[Stored data entries]
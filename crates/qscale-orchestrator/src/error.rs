//! Orchestration error types.

use std::time::Duration;

use thiserror::Error;

/// Errors from the orchestration layer.
#[derive(Debug, Error)]
pub enum OrchestrationError {
    #[error("orchestration api unreachable: {0}")]
    Connection(String),

    #[error("orchestration api returned {status}: {body}")]
    Api { status: u16, body: String },

    #[error("malformed orchestration response: {0}")]
    Malformed(String),

    #[error("scale request for role {role} rejected: {reason}")]
    Rejected { role: String, reason: String },

    #[error("unknown replica: {0}")]
    UnknownReplica(String),

    #[error("orchestration call timed out after {0:?}")]
    Timeout(Duration),
}
//! Polling a replica until it is ready, unhealthy, or out of time.

use std::time::Duration;

use futures::future::try_join_all;
use thiserror::Error;
use tokio::time::timeout;
use tracing::{debug, info};

use qscale_orchestrator::{OrchestrationError, ReplicaId, ReplicaInspector};

use crate::tracker::{ProbeResult, Readiness, ReadinessPolicy, ReadinessTracker};

/// Why a replica could not be confirmed ready.
#[derive(Debug, Error, PartialEq, Eq)]
pub enum ReadinessError {
    #[error("replica {replica} not ready after {waited:?} ({attempts} probes)")]
    Timeout {
        replica: ReplicaId,
        waited: Duration,
        attempts: u32,
    },

    #[error("replica {replica} unhealthy after {failures} consecutive failed probes")]
    Unhealthy { replica: ReplicaId, failures: u32 },

    #[error("replica {replica} disappeared while starting")]
    Vanished { replica: ReplicaId },
}

impl ReadinessError {
    pub fn replica(&self) -> &str {
        match self {
            ReadinessError::Timeout { replica, .. }
            | ReadinessError::Unhealthy { replica, .. }
            | ReadinessError::Vanished { replica } => replica,
        }
    }
}

/// Poll `replica` until it reports ready, within `policy.timeout`.
///
/// Returns the number of probes it took.
pub async fn wait_until_ready<I>(
    inspector: &I,
    replica: &str,
    policy: &ReadinessPolicy,
) -> Result<u32, ReadinessError>
where
    I: ReplicaInspector + ?Sized,
{
    let mut tracker = ReadinessTracker::new(policy);

    let settled = timeout(
        policy.timeout,
        poll_until_settled(inspector, replica, policy, &mut tracker),
    )
    .await;

    match settled {
        Ok(result) => result,
        Err(_) => Err(ReadinessError::Timeout {
            replica: replica.to_string(),
            waited: policy.timeout,
            attempts: tracker.attempts(),
        }),
    }
}

async fn poll_until_settled<I>(
    inspector: &I,
    replica: &str,
    policy: &ReadinessPolicy,
    tracker: &mut ReadinessTracker,
) -> Result<u32, ReadinessError>
where
    I: ReplicaInspector + ?Sized,
{
    loop {
        let result = match timeout(policy.probe_timeout, inspector.replica_health(replica)).await {
            Ok(Ok(health)) => ProbeResult::from(health),
            Ok(Err(OrchestrationError::UnknownReplica(_))) => {
                return Err(ReadinessError::Vanished {
                    replica: replica.to_string(),
                });
            }
            Ok(Err(e)) => {
                debug!(%replica, error = %e, "readiness probe failed");
                ProbeResult::Failed
            }
            Err(_) => {
                debug!(%replica, "readiness probe timed out");
                ProbeResult::Failed
            }
        };

        match tracker.record(result) {
            Readiness::Ready => return Ok(tracker.attempts()),
            Readiness::Unhealthy => {
                return Err(ReadinessError::Unhealthy {
                    replica: replica.to_string(),
                    failures: tracker.consecutive_failures(),
                });
            }
            Readiness::Pending => tokio::time::sleep(tracker.next_interval()).await,
        }
    }
}

/// Wait for every replica concurrently. Fails with the first error.
pub async fn wait_all_ready<I>(
    inspector: &I,
    replicas: &[ReplicaId],
    policy: &ReadinessPolicy,
) -> Result<(), ReadinessError>
where
    I: ReplicaInspector + ?Sized,
{
    if replicas.is_empty() {
        return Ok(());
    }

    try_join_all(
        replicas
            .iter()
            .map(|replica| wait_until_ready(inspector, replica, policy)),
    )
    .await?;

    info!(count = replicas.len(), "new replicas ready");
    Ok(())
}

#[cfg(test)]
mod tests {
    use std::sync::Arc;

    use super::*;
    use qscale_orchestrator::{InMemoryOrchestrator, ReplicaHealth};

    fn policy() -> ReadinessPolicy {
        ReadinessPolicy {
            timeout: Duration::from_secs(30),
            probe_timeout: Duration::from_secs(2),
            initial_backoff: Duration::from_millis(500),
            max_backoff: Duration::from_secs(4),
            unhealthy_threshold: 3,
        }
    }

    async fn one_replica(health: ReplicaHealth) -> (Arc<InMemoryOrchestrator>, ReplicaId) {
        let orchestrator = Arc::new(InMemoryOrchestrator::new().with_role("worker", 1));
        let id = orchestrator.running_replicas("worker").await.unwrap()[0].clone();
        orchestrator.set_replica_health(&id, health);
        (orchestrator, id)
    }

    #[tokio::test(start_paused = true)]
    async fn ready_replica_confirms_immediately() {
        let (orchestrator, id) = one_replica(ReplicaHealth::Ready).await;
        let attempts = wait_until_ready(orchestrator.as_ref(), &id, &policy())
            .await
            .unwrap();
        assert_eq!(attempts, 1);
    }

    #[tokio::test(start_paused = true)]
    async fn starting_replica_becomes_ready() {
        let (orchestrator, id) = one_replica(ReplicaHealth::Starting).await;

        let flip = orchestrator.clone();
        let flip_id = id.clone();
        tokio::spawn(async move {
            tokio::time::sleep(Duration::from_secs(5)).await;
            flip.set_replica_health(&flip_id, ReplicaHealth::Ready);
        });

        let attempts = wait_until_ready(orchestrator.as_ref(), &id, &policy())
            .await
            .unwrap();
        assert!(attempts > 1);
    }

    #[tokio::test(start_paused = true)]
    async fn second_check_waits_the_initial_backoff() {
        let (orchestrator, id) = one_replica(ReplicaHealth::Starting).await;

        let flip = orchestrator.clone();
        let flip_id = id.clone();
        tokio::spawn(async move {
            tokio::time::sleep(Duration::from_millis(400)).await;
            flip.set_replica_health(&flip_id, ReplicaHealth::Ready);
        });

        let started = tokio::time::Instant::now();
        let attempts = wait_until_ready(orchestrator.as_ref(), &id, &policy())
            .await
            .unwrap();
        assert_eq!(attempts, 2);
        assert_eq!(started.elapsed(), Duration::from_millis(500));
    }

    #[tokio::test(start_paused = true)]
    async fn replica_stuck_starting_times_out() {
        let (orchestrator, id) = one_replica(ReplicaHealth::Starting).await;

        let err = wait_until_ready(orchestrator.as_ref(), &id, &policy())
            .await
            .unwrap_err();
        assert!(matches!(
            err,
            ReadinessError::Timeout { waited, attempts, .. }
                if waited == Duration::from_secs(30) && attempts > 1
        ));
        assert_eq!(err.replica(), id);
    }

    #[tokio::test(start_paused = true)]
    async fn unhealthy_replica_fails_at_threshold() {
        let (orchestrator, id) = one_replica(ReplicaHealth::Unhealthy).await;

        let err = wait_until_ready(orchestrator.as_ref(), &id, &policy())
            .await
            .unwrap_err();
        assert_eq!(
            err,
            ReadinessError::Unhealthy {
                replica: id,
                failures: 3
            }
        );
    }

    #[tokio::test(start_paused = true)]
    async fn removed_replica_is_vanished() {
        let orchestrator = InMemoryOrchestrator::new();
        let err = wait_until_ready(&orchestrator, "worker-99", &policy())
            .await
            .unwrap_err();
        assert!(matches!(err, ReadinessError::Vanished { .. }));
    }

    #[tokio::test(start_paused = true)]
    async fn hanging_probes_count_as_failures() {
        let (orchestrator, id) = one_replica(ReplicaHealth::Ready).await;
        orchestrator.hang_inspection(true);

        let err = wait_until_ready(orchestrator.as_ref(), &id, &policy())
            .await
            .unwrap_err();
        assert!(matches!(err, ReadinessError::Unhealthy { failures: 3, .. }));
    }

    #[tokio::test(start_paused = true)]
    async fn wait_all_reports_first_failure() {
        let orchestrator = InMemoryOrchestrator::new().with_role("worker", 2);
        let ids = orchestrator.running_replicas("worker").await.unwrap();
        orchestrator.set_replica_health(&ids[1], ReplicaHealth::Unhealthy);

        let err = wait_all_ready(&orchestrator, &ids, &policy()).await.unwrap_err();
        assert_eq!(err.replica(), ids[1]);
    }

    #[tokio::test(start_paused = true)]
    async fn wait_all_with_no_replicas_is_ok() {
        let orchestrator = InMemoryOrchestrator::new();
        wait_all_ready(&orchestrator, &[], &policy()).await.unwrap();
    }
}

_Activity_
Precisely reproduce the lines of the entries, beginning at the first and ending at the one containing "#[derive(Debug, Error, PartialEq, Eq)]". Add nothing.

_Response to this task_
filename crates/qscale-orchestrator/src/error.rs
//! Orchestration error types.

use std::time::Duration;

use thiserror::Error;

/// Errors from the orchestration layer.
#[derive(Debug, Error)]
pub enum OrchestrationError {
    #[error("orchestration api unreachable: {0}")]
    Connection(String),

    #[error("orchestration api returned {status}: {body}")]
    Api { status: u16, body: String },

    #[error("malformed orchestration response: {0}")]
    Malformed(String),

    #[error("scale request for role {role} rejected: {reason}")]
    Rejected { role: String, reason: String },

    #[error("unknown replica: {0}")]
    UnknownReplica(String),

    #[error("orchestration call timed out after {0:?}")]
    Timeout(Duration),
}
//! Polling a replica until it is ready, unhealthy, or out of time.

use std::time::Duration;

use futures::future::try_join_all;
use thiserror::Error;
use tokio::time::timeout;
use tracing::{debug, info};

use qscale_orchestrator::{OrchestrationError, ReplicaId, ReplicaInspector};

use crate::tracker::{ProbeResult, Readiness, ReadinessPolicy, ReadinessTracker};

/// Why a replica could not be confirmed ready.
#[derive(Debug, Error, PartialEq, Eq)]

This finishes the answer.